Dentro de la catastrófica quincena que ha sido esta para América Latina - derrota de Macri y retorno del peronismo, con la señora Kirchner en la Argentina; fraude escandaloso en las elecciones bolivianas, que permitirán al demagogo Evo Morales eternizarse en el poder; agitaciones revolucionarias de los indídgenas en Ecuador -hay un hecho misterioso y sorprendente que me niego a emparentar con los mencionados-; la violenta explosión social en Chile contra el alza de los boletos de Metro, los saqueos y devastaciones, los 20 muertos, los millares de presos y, por último, la manifestación de un millón de personas en las calles protestando contra el gobierno de Sebastián Piñera.
¿Por qué misterioso y sorprendente? Por una razón muy objetiva: Chile es el único país latinoamericano que ha dado una batalla efectiva contra el subdesarrollo y crecido en estos años de manera asombrosa. Aunque sé que los informes internacionales no conmueven a nadie, recordemos que la renta per cápita chilena es de 15 mil dólares anuales (y en poder adquisitivo es de 23 mil dólares, según organismos como el Banco Mundial). Chile ha acabado con la pobreza extrema y en ninguna otra nación latinoamericana han pasado a formar parte de las clases medias tantos sectores populares. Goza de pleno empleo y las inversiones extranjeras y el desarrollo notable de su empresariado y sus técnicos han hecho que sus niveles de vida suban velozmente, dejando muy atrás al resto de los países del continente.

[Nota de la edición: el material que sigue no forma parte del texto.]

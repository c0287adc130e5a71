//! SlideDeck Core Library
//!
//! Undo/redo history and the move/resize constraint engine of the SlideDeck
//! presentation editor.

pub mod config;
pub mod constraints;
pub mod document;
pub mod editor;
pub mod element;
pub mod geometry;
pub mod gesture;
pub mod history;
pub mod id;
pub mod snap;

pub use config::{ConfigError, ConfigResult, EditorConfig};
pub use constraints::{ConstraintResult, Constraints, ResizeMode, solve_constraint};
pub use document::{Document, DocumentError, DocumentResult, ParagraphStyle, Slide, SlideStyle, Transition};
pub use editor::Presentation;
pub use element::{Element, ElementContent, ElementId, ElementKind, ElementStyle};
pub use geometry::Frame;
pub use gesture::{Gesture, NudgeDirection, nudge};
pub use history::{HistoryStore, Snapshot};
pub use id::Id;
pub use snap::{Orientation, SNAP_TOLERANCE, SnapLine, compute_reference_lines};
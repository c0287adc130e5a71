//! Opaque identifiers for slides and elements.

use serde::{Deserialize, Serialize};
use std::fmt;
use uuid::Uuid;

/// Identifier of a slide or element.
///
/// New ids are UUID v4 strings; ids read from saved files are kept verbatim.
#[derive(Debug, Clone, PartialEq, Eq, PartialOrd, Ord, Hash, Serialize, Deserialize)]
#[serde(transparent)]
pub struct Id(String);

impl Id {
    /// Generate a fresh id.
    pub fn new() -> Self {
        Self(Uuid::new_v4().to_string())
    }

    pub fn as_str(&self) -> &str {
        &self.0
    }
}

impl Default for Id {
    fn default() -> Self {
        Self::new()
    }
}

impl fmt::Display for Id {
    fn fmt(&self, f: &mut fmt::Formatter<'_>) -> fmt::Result {
        f.write_str(&self.0)
    }
}

impl From<&str> for Id {
    fn from(id: &str) -> Self {
        Self(id.to_string())
    }
}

El año pasado yo viajé por el interior chileno y me quedé maravillado de ver el progreso que se manifestaba por doquier: los pueblos olvidados de hace 30 años son hoy ciudades pujantes, modernas y con muy altos niveles de vida, teniendo en cuenta los estándares del Tercer Mundo.
Por eso, Chile ya casi ha dejado de ser un país subdesarrollado; está mucho más cerca del Primer Mundo que del tercero. Esto no se debe a la dictadura feroz del general Pinochet; se debe al resultado del referéndum de hace 31 años con el que el pueblo chileno puso punto final a la dictadura (y en el que, por lo demás, Piñera hizo campaña contra Pinochet) y al consenso entre la izquierda y la derecha para mantener una política económica que ha traído gigantescos progresos al país. En 29 años de democracia, la derecha apenas ha gobernado cinco años y la izquierda -es decir, la Concertación-, 24. No es irreverente afirmar, pues, que la izquierda ha contribuido más que nadie a que aquella política de defensa de la propiedad y la empresa privadas, el aliento de las inversiones extranjeras, la integración del país en los mercados mundiales y, por supuesto, las elecciones libres y la libertad de expresión, haya traído el extraordinario desarrollo del país. Un progreso de verdad, no solo económico, sino al mismo tiempo político y social.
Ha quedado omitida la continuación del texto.